Kamel Daoud publiait l’année dernière Mes indépendances, recueil de ses chroniques tenues dans le Quotidien d’Oran, le quotidien le plus lu d’Alger. Ce sont ces mêmes chroniques qui sont à l’origine d’une fatwa et de menaces de mort contre lui. Son premier roman, Meursault contre-enquête (une réécriture de L’étranger de Camus de point de vue de la famille de l’Arabe assassiné sur la plage), fut finaliste au Goncourt et lauréat du Goncourt du premier roman. Il revient avec Zabor ou Les psaumes, un roman où l’écrivain expose sans gêne son rapport romantique et total à l’écriture. Dans une société où tous semblent refouler désirs et envies, Zabor se questionne sur la liberté par l’écriture et la littérature.

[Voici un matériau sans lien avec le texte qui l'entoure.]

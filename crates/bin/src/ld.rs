//! `braze-ld` is the linker executable: EZ8O objects and libraries in,
//! a flat binary image out.

use std::{env, path::PathBuf, process};

use argh::FromArgs;
use braze_errors::Result;
use braze_linker::Configuration;

fn default_output_file() -> PathBuf {
    PathBuf::from("a.out")
}

/// The `braze-ld` command combines EZ8O object files and libraries,
/// resolves symbols, and produces a flat binary image.
#[derive(Debug, FromArgs)]
struct BrazeLd {
    /// specify the name and location of the output file. If not
    /// specified, `a.out` is used.
    #[argh(option, short = 'o', default = "default_output_file()")]
    output: PathBuf,

    /// base address of the image, in hexadecimal (default 0).
    #[argh(option, short = 'b', default = "0", from_str_fn(braze_bin::parse_hex_address))]
    base: u32,

    /// write a map file (memory layout, objects, symbols) here.
    #[argh(option, short = 'm')]
    map: Option<PathBuf>,

    /// add a directory to the library search path. May be repeated.
    #[argh(option, short = 'L', long = "library-path")]
    library_path: Vec<PathBuf>,

    /// link against `lib<NAME>.a`. May be repeated, joined (`-lc`) or
    /// separated (`-l c`).
    #[argh(option, short = 'l', long = "library")]
    library: Vec<String>,

    /// chatter about loaded objects and the written image.
    #[argh(switch, short = 'v')]
    verbose: bool,

    /// input object files, in link order.
    #[argh(positional)]
    objects: Vec<PathBuf>,
}

impl BrazeLd {
    /// Build `Self` from `argv`, accepting the joined `-lNAME`/`-LDIR`
    /// spellings.
    fn new() -> Self {
        let mut arguments = env::args();
        let command = arguments
            .next()
            .map(|name| {
                PathBuf::from(name)
                    .file_name()
                    .map(|file_name| file_name.to_string_lossy().into_owned())
                    .unwrap_or_else(|| "braze-ld".to_owned())
            })
            .unwrap_or_else(|| "braze-ld".to_owned());

        let arguments = braze_bin::split_joined_flags(arguments);
        let arguments: Vec<&str> = arguments.iter().map(String::as_str).collect();

        match BrazeLd::from_args(&[&command], &arguments) {
            Ok(parsed) => parsed,
            Err(early_exit) => {
                // `--help` exits successfully with the usage text; a
                // parse failure exits with it on stderr.
                match early_exit.status {
                    Ok(()) => {
                        println!("{}", early_exit.output);
                        process::exit(0);
                    }
                    Err(()) => {
                        eprintln!("{}", early_exit.output.trim());
                        process::exit(1);
                    }
                }
            }
        }
    }
}

fn main() -> Result<()> {
    braze_bin::install_error_handler()?;

    let arguments = BrazeLd::new();

    let mut configuration = Configuration::new(arguments.objects);
    configuration.libraries = arguments.library;
    configuration.library_paths = arguments.library_path;
    configuration.output_file = arguments.output;
    configuration.base_address = arguments.base;
    configuration.map_file = arguments.map;
    configuration.verbose = arguments.verbose;

    // Take a deep breath, and here we are!
    configuration.linker().link()?;

    Ok(())
}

Fils du boucher du village, Zabor est l’enfant dont on a honte, celui qui a toujours le nez dans les bouquins à défaut de rester les yeux bien collés sur le livre sacré. Vivant un peu reclus du village avec une tante vieille fille, il passe ses journées à lire et à écrire, à remettre en question l’ordre des choses et à trouver le sublime à même les mots. Alors que plusieurs baissent le regard en le croisant dans la rue, ils sont plusieurs, le soir tombé, à venir à sa porte quémander ses services, car l’écriture sauve des vies. Bien que la formule soit galvaudée, ici c’est exactement ce dont il est question. Lorsque Zabor se retrouve au chevet des mourants, il écrit des nuits durant, éloignant la mort et peuplant ainsi la ville d’une étrange proportion de centenaires.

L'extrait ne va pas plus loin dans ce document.